Doía mais a pergunta. Certa vez a testa sangrava, diante da família assustada e do remorso de Jorge, que deixara um móvel fora do lugar, mas teimava em dizer que não fora nada.
E quando insistiam, com visita presente, para que tocasse piano, era sistemática a recusa.
— Maria Alice é modesta, odeia exibições...
Outro era o motivo. Ela muita vez bem que ardia em desejos de se refugiar no mundo dos sons, para escapar aos mexericos de toda a gente... Mas como a remordia a admiração piedosa dos amigos... As palmas e os louvores vinham sempre cheios de pena e havia grosserias trágicas em certos entusiasmos, desde o espanto infantil por vê-la acertar direitinho com as teclas à exclamação maravilhada de alguns:
— Muita gente que enxerga se orgulharia de tocar assim...
Nunca Maria Alice o dissera, mas seu coração tinha ternuras apenas para os que não a avisavam de haver uma cadeira na frente ou não a preveniam contra a posição do abajur.
— Eu sei... eu já sei...
E como tinha os outros sentidos mais apurados, sempre se antecipava na descrição das pessoas e coisas. Sabia se era homem ou mulher o recém-chegado, antes que se pusesse a falar. Pela maneira de pisar, por mil e uma sutilezas. Sem que lhe dissessem, já sabia se era gordo ou magro, bonito ou feio. E antes que qualquer outro, lia-lhe o caráter e o temperamento. Àqueles pequeninos milagres de sua intuição e de sua capacidade de observar, todos estavam habituados em casa. Por isso lhe falavam sempre em termos de quem via para quem via. E nesses termos lhes falava também.

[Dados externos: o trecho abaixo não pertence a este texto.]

impl Transports<Channel> {
    /// An empty set; gRPC, if needed, is added with [`Transports::with_grpc`].
    pub fn new() -> Self {
        Self {
            rest: None,
            grpc: None,
            cypher: None,
            gremlin: None,
        }
    }
}

impl Default for Transports<Channel> {
    fn default() -> Self {
        Self::new()
    }
}

impl<S> Transports<S> {
    pub fn with_rest(mut self, transport: RestTransport) -> Self {
        self.rest = Some(Arc::new(transport));
        self
    }

    pub fn with_cypher(mut self, transport: CypherTransport) -> Self {
        self.cypher = Some(Arc::new(transport));
        self
    }

    pub fn with_gremlin(mut self, transport: GremlinTransport) -> Self {
        self.gremlin = Some(Arc::new(transport));
        self
    }

    /// Sets the gRPC transport. The service type may change, e.g. from a `Channel` to an
    /// in-process tonic server.
    pub fn with_grpc<T>(self, transport: GrpcTransport<T>) -> Transports<T> {
        Transports {
            rest: self.rest,
            grpc: Some(Arc::new(transport)),
            cypher: self.cypher,
            gremlin: self.gremlin,
        }
    }

    /// The shared handle for a protocol, if a transport is configured for it.
    pub fn handle(&self, protocol: Protocol) -> Option<TransportHandle<S>> {
        match protocol {
            Protocol::Rest => self.rest.clone().map(TransportHandle::Rest),
            Protocol::Grpc => self.grpc.clone().map(TransportHandle::Grpc),
            Protocol::Cypher => self.cypher.clone().map(TransportHandle::Cypher),
            Protocol::Gremlin => self.gremlin.clone().map(TransportHandle::Gremlin),
        }
    }

    /// Protocols that have a transport configured.
    pub fn protocols(&self) -> Vec<Protocol> {
        [
            (Protocol::Rest, self.rest.is_some()),
            (Protocol::Grpc, self.grpc.is_some()),
            (Protocol::Cypher, self.cypher.is_some()),
            (Protocol::Gremlin, self.gremlin.is_some()),
        ]
        .into_iter()
        .filter_map(|(protocol, configured)| configured.then_some(protocol))
        .collect()
    }
}

impl Transports<Channel> {
    /// Builds a transport for every endpoint set in the configuration.
    ///
    /// The gRPC channel connects lazily, on the first call.
    pub fn from_config(config: &ClientConfig) -> Result<Self, TransportInitError> {
        let connect_timeout = Some(config.timeout());
        let headers = config.header_pairs();
        let mut transports = Transports::new();

        if let Some(url) = &config.rest_endpoint {
            transports =
                transports.with_rest(RestTransport::new(url, connect_timeout)?.with_headers(headers.clone()));
        }
        if let Some(url) = &config.cypher_endpoint {
            transports = transports.with_cypher(
                CypherTransport::new(url, &config.cypher_database, connect_timeout)?
                    .with_headers(headers.clone()),
            );
        }
        if let Some(url) = &config.gremlin_endpoint {
            transports = transports
                .with_gremlin(GremlinTransport::new(url, connect_timeout)?.with_headers(headers.clone()));
        }
        if let Some(url) = &config.grpc_endpoint {
            transports =
                transports.with_grpc(GrpcTransport::connect_lazy(url, connect_timeout)?.with_metadata(headers));
        }

        Ok(transports)
    }
}

/// Applies the row shape of a query plan to the decoded rows of a query protocol.
pub(crate) fn shape_rows(rows: Vec<serde_json::Value>, shape: RowShape) -> serde_json::Value {
    match shape {
        RowShape::All => serde_json::Value::Array(rows),
        RowShape::First => rows.into_iter().next().unwrap_or(serde_json::Value::Null),
        RowShape::Discard => serde_json::Value::Null,
    }
}

/// Maps an HTTP-level `reqwest` failure to a transport error kind.
pub(crate) fn classify_reqwest_error(err: reqwest::Error) -> CallError {
    let kind = if err.is_timeout() {
        TransportErrorKind::Timeout
    } else if err.is_connect() {
        TransportErrorKind::Connect
    } else if is_dropped_connection(&err) {
        TransportErrorKind::Unavailable
    } else {
        TransportErrorKind::Protocol
    };
    CallError::transport(kind, err)
}

/// Whether the peer reset or closed the connection before the response was complete.
fn is_dropped_connection(err: &(dyn std::error::Error + 'static)) -> bool {
    let mut source = Some(err);
    while let Some(err) = source {
        if let Some(err) = err.downcast_ref::<hyper::Error>()
            && (err.is_incomplete_message() || err.is_closed() || err.is_canceled())
        {
            return true;
        }
        if let Some(err) = err.downcast_ref::<std::io::Error>()
            && matches!(
                err.kind(),
                std::io::ErrorKind::ConnectionReset
                    | std::io::ErrorKind::ConnectionAborted
                    | std::io::ErrorKind::BrokenPipe
                    | std::io::ErrorKind::UnexpectedEof
            )
        {
            return true;
        }
        source = err.source();
    }
    false
}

O livro abandonado sobre a mesa, o pensamento de Maria Alice caminhava liberto. Recordava agora o largo tempo que passara no Instituto, onde a família julgara que lhe seria mais fácil aprender a ler. Detestava o ambiente de humildade, raramente de revolta, que lá encontrara. Vivendo em comunidade, sabia facilmente quais os que enxergavam, sem que nenhum destes se desse conta disso ou dissesse que enxergava. Pela simples linguagem, pela maneira de agir o sabia. E ali começara a odiar os dois mundos diferentes. O seu, de humildes e resignados, cônscios de sua inferioridade humana, o outro, o da piedade e da cor. — Me dá o cinzeiro vermelho, Maria Alice...
Maria Alice dava.
— Vou ao cinema com o vestido claro ou com aquele estampado, Maria Alice?
Maria Alice aconselhava.
Ninguém conseguia entender como sabia ela indicar qual o sapato ou a bolsa que ia melhor com este ou aquele vestido. Quase sempre acertava. Assim como ninguém sabia que, com o tempo, Maria Alice fora identificando as cores com sentimentos e coisas. O branco era como barulho de água de torneira aberta. Cor-de-rosa se confundia com valsa. Verde, aprendera a identificá-lo com cheiro de árvore. Cinza, com maciez de veludo. Azul, com serenidade. Diziam que o céu era azul. Que seria o céu? Um lugar, com certeza. Tinha mil e uma ideias sobre o céu. Deus, anjos, glória divina, bem-aventurança, hinos e salmos. Hendel. Bach. Mas sabia haver um outro, material, sobre as pessoas e casas, feito de nuvens, que associava à ideia do veludo, mais própria do cinza, apesar de insistirem em que o céu era azul.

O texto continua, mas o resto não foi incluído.